Menghistu impose anche una svolta alla politica estera: nel 1977, dopo la
decisione degli Stati Uniti di sospendere ogni aiuto militare ed economico
all'
E., cessò la collaborazione
E.-USA e Menghistu si
rivolse all'URSS e ai Paesi dell'Est. Nel 1981 l'
E. riprese i contatti
con l'Occidente e gli organismi internazionali (la Banca internazionale
sbloccava i crediti dell'
E., che negoziava un prestito col fondo
monetario internazionale). Al di là di queste realizzazioni rimaneva
tuttavia aperto e irrisolto il grave problema dell'Eritrea e dell'Ogaden (la
parte occidentale della Somalia), dove le truppe etiopiche venivano sconfitte
dal Fronte di Liberazione della Somalia Orientale (1977). Alla sconfitta
militare seguì la rottura delle relazioni diplomatiche fra
E. e
Somalia. Nel 1984 Menghistu creò il WPE (Partito dei lavoratori etiopici)
di indirizzo marxista-leninista e operò una grande campagna di
alfabetizzazione e di ristrutturazione. Con il referendum del 1987 gli Etiopi
approvarono la nuova Costituzione che trasformava il Paese in Repubblica
democratica popolare. Nello stesso anno si svolsero le elezioni. Con la nuova
Costituzione le 14 province vennero trasformate in 24 regioni amministrative e 5
regioni autonome: Eritrea, Tigré, Ogaden, Assab e Diredaua; ma l'Eritrea
e il Tigré considerarono insufficiente l'autonomia loro concessa e
proseguirono quindi le azioni di guerriglia contro il regime di Menghistu. Nel
gennaio 1989 il Governo etiopico decise di dividere l'Eritrea in due regioni
distinte: quella settentrionale, destinata ai cristiani, quella meridionale per
i musulmani. Il colonnello inaugurò trattative di pace con i
secessionisti del Fronte eritreo, mentre alcune personalità eritree, tra
cui il sindaco dell'Asmara, formarono un comitato di pace per tentare di porre
fine alla guerriglia.
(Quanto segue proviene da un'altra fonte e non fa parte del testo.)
//! Selection logic: which ports belong to which aggregator
//! (802.1AX-2014 6.4.14.1).
//!
//! A pass runs inside the actor of the port that triggered it and holds the
//! candidate aggregator's mutex for its duration. It works entirely on the
//! mirrored port records, writes verdicts back to the registry, and
//! delivers changed verdicts to the affected port actors as events. Event
//! channels are unbounded, so the mutex is never held across a blocking
//! send.

use crate::aggregator::{AggState, Aggregator, MemberState, Selection};
use crate::event::{PortEvent, SelectionVerdict};
use crate::registry::PortRecord;
use crate::system::LacpSystem;
use sonic_lacp_types::{PortProperties, SystemId};
use std::collections::BTreeMap;
use tracing::debug;

/// Re-evaluates the aggregator association of `port` after its partner
/// knowledge or configuration changed.
pub(crate) async fn reselect(system: &LacpSystem, port: u16) {
    let registry = system.registry();
    let Some(record) = registry.record(port) else {
        return;
    };

    let eligible = record.enabled && (record.lacp_enabled || record.aggregatable);
    let candidate = if eligible && record.actor_oper_key != 0 {
        registry.aggregator_by_key(record.actor_oper_key)
    } else {
        None
    };
    let new_agg_id = candidate.as_ref().map(|a| a.id).unwrap_or(0);

    // leaving an aggregator re-evaluates the ports staying behind
    if record.agg_id != 0 && record.agg_id != new_agg_id {
        if let Some(old) = registry.aggregator(record.agg_id) {
            evaluate_aggregator(system, &old).await;
        }
    }

    match candidate {
        Some(agg) => evaluate_aggregator(system, &agg).await,
        None => {
            if record.selection != Selection::Unselected || record.agg_id != 0 {
                registry.update_selection(port, Selection::Unselected, 0);
                registry.send_to_port(
                    port,
                    PortEvent::Selection(SelectionVerdict {
                        selection: Selection::Unselected,
                        agg_id: 0,
                        agg_ready: false,
                    }),
                );
            }
        }
    }
}

/// Recomputes the full membership of one aggregator from the port records.
pub(crate) async fn evaluate_aggregator(system: &LacpSystem, agg: &Aggregator) {
    let registry = system.registry();
    let mut state = agg.state.lock().await;
    let old_members = state.members.clone();
    let old_ready = state.ready;

    let mut candidates: Vec<PortRecord> = registry
        .records()
        .into_iter()
        .filter(|r| r.actor_oper_key == agg.actor_admin_key)
        .filter(|r| r.enabled && (r.lacp_enabled || r.aggregatable))
        .collect();
    candidates.sort_by_key(|r| r.number);

    let reference = pick_reference(&state.partner_system, state.partner_oper_key, &candidates);

    // tentative verdicts before the min-links rule
    let mut verdicts: BTreeMap<u16, Selection> = BTreeMap::new();
    for record in &candidates {
        let both_aggregatable = record.aggregatable && record.partner_aggregatable;
        let verdict = if !both_aggregatable {
            // an individual link may only operate alone
            if candidates.len() == 1 {
                Selection::Selected
            } else {
                Selection::Standby
            }
        } else {
            match reference {
                Some(ref r)
                    if record.partner_system == r.partner_system
                        && record.partner_oper_key == r.partner_oper_key
                        && record.properties.compatible_with(&r.properties) =>
                {
                    Selection::Selected
                }
                _ => Selection::Standby,
            }
        };
        verdicts.insert(record.number, verdict);
    }

    // min-links: a LAG below its floor carries no traffic at all
    let selected_count = verdicts.values().filter(|v| **v == Selection::Selected).count();
    if selected_count < agg.min_links as usize {
        for verdict in verdicts.values_mut() {
            if *verdict == Selection::Selected {
                *verdict = Selection::Standby;
            }
        }
        debug!(
            agg = agg.id,
            selected = selected_count,
            min_links = agg.min_links,
            "below min-links, members held in standby"
        );
    }

    // rebuild membership; ready_N survives as long as the port stays
    // associated (a standby port promoted to selected must not wait again)
    state.members = verdicts
        .iter()
        .map(|(&number, &selection)| {
            let old = old_members.get(&number);
            (
                number,
                MemberState {
                    selection,
                    ready_n: old.map(|m| m.ready_n).unwrap_or(false),
                    attached: old.map(|m| m.attached).unwrap_or(false),
                },
            )
        })
        .collect();

    // learn the partner from the selected membership
    let learned = candidates
        .iter()
        .find(|r| verdicts.get(&r.number) == Some(&Selection::Selected));
    match learned {
        Some(r) => {
            state.partner_system = r.partner_system;
            state.partner_oper_key = r.partner_oper_key;
            state.oper_properties = Some(r.properties);
        }
        None => {
            state.partner_system = SystemId::ZERO;
            state.partner_oper_key = 0;
            state.oper_properties = None;
        }
    }

    state.ready = state.compute_ready();

    // deliver changed verdicts
    for record in &candidates {
        let selection = verdicts[&record.number];
        if record.selection != selection || record.agg_id != agg.id {
            registry.update_selection(record.number, selection, agg.id);
            registry.send_to_port(
                record.number,
                PortEvent::Selection(SelectionVerdict {
                    selection,
                    agg_id: agg.id,
                    agg_ready: AggState::ready_excluding(&old_members, record.number),
                }),
            );
        }
    }

    // ports that fell out of the membership entirely
    for (&number, _) in &old_members {
        if !state.members.contains_key(&number) {
            registry.update_selection(number, Selection::Unselected, 0);
            registry.send_to_port(
                number,
                PortEvent::Selection(SelectionVerdict {
                    selection: Selection::Unselected,
                    agg_id: 0,
                    agg_ready: false,
                }),
            );
        }
    }

    if state.ready && !old_ready {
        notify_ready(system, &state.members);
    }
}

/// Marks `port` ready and, once the whole selected membership is ready,
/// releases everyone from WAITING.
pub(crate) async fn evaluate_ready(system: &LacpSystem, agg_id: u32, port: u16) {
    if agg_id == 0 {
        return;
    }
    let Some(agg) = system.registry().aggregator(agg_id) else {
        return;
    };

    let mut state = agg.state.lock().await;
    match state.members.get_mut(&port) {
        Some(member) => member.ready_n = true,
        None => return,
    }

    let was_ready = state.ready;
    state.ready = state.compute_ready();
    if state.ready {
        if !was_ready {
            notify_ready(system, &state.members);
        } else {
            // a late joiner skipping its wait only needs its own gate opened
            system.registry().send_to_port(port, PortEvent::AggregatorReady);
        }
    }
}

fn notify_ready(system: &LacpSystem, members: &BTreeMap<u16, MemberState>) {
    for (&number, member) in members {
        if member.selection == Selection::Selected {
            system
                .registry()
                .send_to_port(number, PortEvent::AggregatorReady);
        }
    }
}

/// The partner tuple joining ports must match. Sticky: the partner learned
/// from the standing selected membership wins; otherwise the lowest
/// numbered aggregatable candidate sets it.
struct Reference {
    partner_system: SystemId,
    partner_oper_key: u16,
    properties: PortProperties,
}

fn pick_reference(
    sticky_system: &SystemId,
    sticky_key: u16,
    candidates: &[PortRecord],
) -> Option<Reference> {
    if !sticky_system.is_zero() {
        if let Some(keeper) = candidates.iter().find(|r| {
            r.selection == Selection::Selected
                && r.partner_system == *sticky_system
                && r.partner_oper_key == sticky_key
        }) {
            return Some(Reference {
                partner_system: *sticky_system,
                partner_oper_key: sticky_key,
                properties: keeper.properties,
            });
        }
    }

    candidates
        .iter()
        .find(|r| r.aggregatable && r.partner_aggregatable)
        .map(|r| Reference {
            partner_system: r.partner_system,
            partner_oper_key: r.partner_oper_key,
            properties: r.properties,
        })
}
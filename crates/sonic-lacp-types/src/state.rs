//! The LACP actor/partner state byte.

use serde::{Deserialize, Serialize};
use std::fmt;

/// The eight-bit actor/partner state field carried in every LACPDU party
/// record (802.1AX-2014 6.4.2.3).
///
/// Bit 0 is LACP_Activity, bit 7 is Expired. The wrapper keeps the raw byte
/// so it can be copied straight into and out of the wire codec.
#[derive(Debug, Clone, Copy, Default, PartialEq, Eq, Hash, Serialize, Deserialize)]
pub struct LacpState(u8);

impl LacpState {
    pub const ACTIVITY: u8 = 0x01;
    pub const TIMEOUT: u8 = 0x02;
    pub const AGGREGATION: u8 = 0x04;
    pub const SYNC: u8 = 0x08;
    pub const COLLECTING: u8 = 0x10;
    pub const DISTRIBUTING: u8 = 0x20;
    pub const DEFAULTED: u8 = 0x40;
    pub const EXPIRED: u8 = 0x80;

    pub const fn new(bits: u8) -> Self {
        LacpState(bits)
    }

    pub const fn bits(&self) -> u8 {
        self.0
    }

    pub const fn is_set(&self, bit: u8) -> bool {
        self.0 & bit != 0
    }

    pub fn set(&mut self, bit: u8) {
        self.0 |= bit;
    }

    pub fn clear(&mut self, bit: u8) {
        self.0 &= !bit;
    }

    pub fn assign(&mut self, bit: u8, value: bool) {
        if value {
            self.set(bit);
        } else {
            self.clear(bit);
        }
    }

    pub const fn activity(&self) -> bool {
        self.is_set(Self::ACTIVITY)
    }

    /// True means short timeout (fast rate expected from the partner).
    pub const fn short_timeout(&self) -> bool {
        self.is_set(Self::TIMEOUT)
    }

    pub const fn aggregation(&self) -> bool {
        self.is_set(Self::AGGREGATION)
    }

    pub const fn sync(&self) -> bool {
        self.is_set(Self::SYNC)
    }

    pub const fn collecting(&self) -> bool {
        self.is_set(Self::COLLECTING)
    }

    pub const fn distributing(&self) -> bool {
        self.is_set(Self::DISTRIBUTING)
    }

    pub const fn defaulted(&self) -> bool {
        self.is_set(Self::DEFAULTED)
    }

    pub const fn expired(&self) -> bool {
        self.is_set(Self::EXPIRED)
    }
}

impl From<u8> for LacpState {
    fn from(bits: u8) -> Self {
        LacpState(bits)
    }
}

impl From<LacpState> for u8 {
    fn from(state: LacpState) -> u8 {
        state.0
    }
}

impl fmt::Display for LacpState {
    fn fmt(&self, f: &mut fmt::Formatter<'_>) -> fmt::Result {
        let flags = [
            (Self::ACTIVITY, "Act"),
            (Self::TIMEOUT, "Sht"),
            (Self::AGGREGATION, "Agg"),
            (Self::SYNC, "Syn"),
            (Self::COLLECTING, "Col"),
            (Self::DISTRIBUTING, "Dis"),
            (Self::DEFAULTED, "Def"),
            (Self::EXPIRED, "Exp"),
        ];
        let mut first = true;
        for (bit, name) in flags {
            if self.is_set(bit) {
                if !first {
                    write!(f, "|")?;
                }
                write!(f, "{}", name)?;
                first = false;
            }
        }
        if first {
            write!(f, "-")?;
        }
        Ok(())
    }
}

#[cfg(test)]
mod tests {
    use super::*;
    use pretty_assertions::assert_eq;

    #[test]
    fn test_bit_accessors() {
        let mut state = LacpState::default();
        assert!(!state.sync());

        state.set(LacpState::SYNC | LacpState::COLLECTING);
        assert!(state.sync());
        assert!(state.collecting());
        assert!(!state.distributing());

        state.clear(LacpState::SYNC);
        assert!(!state.sync());
        assert!(state.collecting());
    }

    #[test]
    fn test_assign() {
        let mut state = LacpState::default();
        state.assign(LacpState::ACTIVITY, true);
        assert_eq!(state.bits(), 0x01);
        state.assign(LacpState::ACTIVITY, false);
        assert_eq!(state.bits(), 0x00);
    }

    #[test]
    fn test_display() {
        let state = LacpState::new(LacpState::ACTIVITY | LacpState::SYNC);
        assert_eq!(state.to_string(), "Act|Syn");
        assert_eq!(LacpState::default().to_string(), "-");
    }
}
//! Marker protocol PDUs (802.1AX-2014 6.5).
//!
//! A Marker is sent down a link being removed from service; the partner
//! echoes it back as a Marker Response once every in-flight frame on the
//! link has been delivered.

use crate::error::{PduError, PduResult};
use crate::subtype;
use bytes::{Buf, BufMut, BytesMut};
use sonic_lacp_types::MacAddress;

/// Length of a LAMPDU body, matching the LACPDU for frame symmetry.
pub const MARKER_LEN: usize = 110;

const VERSION: u8 = 0x01;
const TLV_MARKER_INFO: u8 = 0x01;
const TLV_MARKER_RESPONSE: u8 = 0x02;
const MARKER_TLV_LEN: u8 = 16;

/// Marker request or the echoed response.
#[derive(Debug, Clone, Copy, PartialEq, Eq)]
pub enum MarkerKind {
    Info,
    Response,
}

/// A decoded LAMPDU.
#[derive(Debug, Clone, Copy, PartialEq, Eq)]
pub struct MarkerPdu {
    pub kind: MarkerKind,
    pub requester_port: u16,
    pub requester_system: MacAddress,
    pub transaction_id: u32,
}

impl MarkerPdu {
    /// Builds the response to a received marker, echoing the requester
    /// fields unchanged.
    pub fn response_to(&self) -> MarkerPdu {
        MarkerPdu {
            kind: MarkerKind::Response,
            ..*self
        }
    }

    pub fn encode(&self, buf: &mut BytesMut) {
        buf.reserve(MARKER_LEN);
        buf.put_u8(subtype::MARKER);
        buf.put_u8(VERSION);
        buf.put_u8(match self.kind {
            MarkerKind::Info => TLV_MARKER_INFO,
            MarkerKind::Response => TLV_MARKER_RESPONSE,
        });
        buf.put_u8(MARKER_TLV_LEN);
        buf.put_u16(self.requester_port);
        buf.put_slice(&self.requester_system.octets());
        buf.put_u32(self.transaction_id);
        buf.put_bytes(0, 2);

        // terminator plus pad out to the fixed length
        buf.put_u8(0);
        buf.put_u8(0);
        buf.put_bytes(0, 90);
    }

    pub fn decode(mut body: &[u8]) -> PduResult<MarkerPdu> {
        if body.len() < MARKER_LEN {
            return Err(PduError::BadLength {
                expected: MARKER_LEN,
                actual: body.len(),
            });
        }

        let st = body.get_u8();
        if st != subtype::MARKER {
            return Err(PduError::BadSubtype(st));
        }
        let version = body.get_u8();
        if version != VERSION {
            return Err(PduError::BadVersion(version));
        }

        let tlv_type = body.get_u8();
        let kind = match tlv_type {
            TLV_MARKER_INFO => MarkerKind::Info,
            TLV_MARKER_RESPONSE => MarkerKind::Response,
            _ => return Err(PduError::MissingTlv(TLV_MARKER_INFO)),
        };
        let tlv_len = body.get_u8();
        if tlv_len != MARKER_TLV_LEN {
            return Err(PduError::BadTlvLength {
                tlv_type,
                length: tlv_len as usize,
            });
        }

        let requester_port = body.get_u16();
        let mut mac = [0u8; 6];
        body.copy_to_slice(&mut mac);
        let transaction_id = body.get_u32();

        Ok(MarkerPdu {
            kind,
            requester_port,
            requester_system: MacAddress::new(mac),
            transaction_id,
        })
    }
}

#[cfg(test)]
mod tests {
    use super::*;
    use pretty_assertions::assert_eq;

    fn sample() -> MarkerPdu {
        MarkerPdu {
            kind: MarkerKind::Info,
            requester_port: 7,
            requester_system: "00:01:02:03:04:05".parse().unwrap(),
            transaction_id: 0xdead_beef,
        }
    }

    #[test]
    fn test_round_trip() {
        let pdu = sample();
        let mut buf = BytesMut::new();
        pdu.encode(&mut buf);
        assert_eq!(buf.len(), MARKER_LEN);
        assert_eq!(MarkerPdu::decode(&buf).unwrap(), pdu);
    }

    #[test]
    fn test_response_echoes_requester() {
        let pdu = sample();
        let resp = pdu.response_to();
        assert_eq!(resp.kind, MarkerKind::Response);
        assert_eq!(resp.requester_port, pdu.requester_port);
        assert_eq!(resp.transaction_id, pdu.transaction_id);

        let mut buf = BytesMut::new();
        resp.encode(&mut buf);
        let back = MarkerPdu::decode(&buf).unwrap();
        assert_eq!(back, resp);
    }

    #[test]
    fn test_decode_unknown_marker_tlv() {
        let mut buf = BytesMut::new();
        sample().encode(&mut buf);
        buf[2] = 0x05;
        assert!(MarkerPdu::decode(&buf).is_err());
    }
}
La politica di Menghistu non sembrava incontrare il favore
popolare. Nel maggio 1989, in circostanze poco chiare, falliva un tentativo di
golpe militare messo in atto da un gruppo di ufficiali. Gli scontri continuarono
sempre più aspri negli anni successivi. Nel 1991 le forze ribelli del
Fronte eritreo giunsero a controllare tutti i territori del Nord tranne Asmara,
mentre quelle del Fronte Unito dell'
E. liberarono due terzi del Paese,
lasciando a Menghistu Addis Abeba e il Sud. Verso la fine del maggio dello
stesso anno, si ebbe una svolta nella lunga vicenda del Paese: Asmara e Addis
Abeba caddero sotto i colpi del Fronte Rivoluzionario per la Liberazione
dell'
E. e Menghistu fu costretto alla fuga. Il Partito dei Lavoratori, di
osservanza marxista, venne sciolto e venne instaurato un Governo e un Parlamento
provvisori, formato da rappresentanti di vari movimenti indipendentisti
organizzati nel Fronte popolare democratico rivoluzionario del popolo etiopico
(FPDRPE) guidato dal suo leader Meles Zenawi. Il nuovo regime dovette
fronteggiare una disastrosa situazione economica e le aspirazioni
secessionistiche degli Oromo, rappresentati politicamente dall'OLF (Fronte di
Liberazione Oromo). Quest'ultimo decise di boicottare le elezioni dei consigli
amministrativi del 1992 e, accusando l'EPRDF di violazioni dei patti e
prevaricazioni, uscì dal Consiglio dei Rappresentanti. Alle elezioni non
partecipò l'Eritrea che, guidata da un Governo provvisorio, si avviava
verso l'indipendenza, sancita da un referendum nell'aprile del 1993
(V. ERITREA, STORIA). Nel 1995 il Fronte
democratico rivoluzionario del popolo etiope vinse le prime elezioni
multipartitiche, boicottate però dalla maggior parte dei partiti
d'opposizione. Venne proclamata la nuova Repubblica federale, la cui
presidenza fu assunta da Negasso Gidada; il presidente uscente Zenawi divenne
primo ministro e i 17 membri del Governo furono scelti in modo da riflettere gli
«equilibri etnici» del Paese. Nel maggio 1998 scoppiò il
conflitto tra
E. ed Eritrea per il controllo delle terre comprese tra i
fiumi Tacazzé e Mareb. Le ostilità si intensificarono nel gennaio
del 1999 con il bombardamento da parte dell'
E. dell'aeroporto di Assab e
di Massaua; solo nel giugno del 2000 i due Paesi firmarono il cessate il fuoco
ad Algeri, confermato dalla pace, siglata sempre ad Algeri nel dicembre
2000. Oltre 70.000 persone perirono durante i due anni di guerra.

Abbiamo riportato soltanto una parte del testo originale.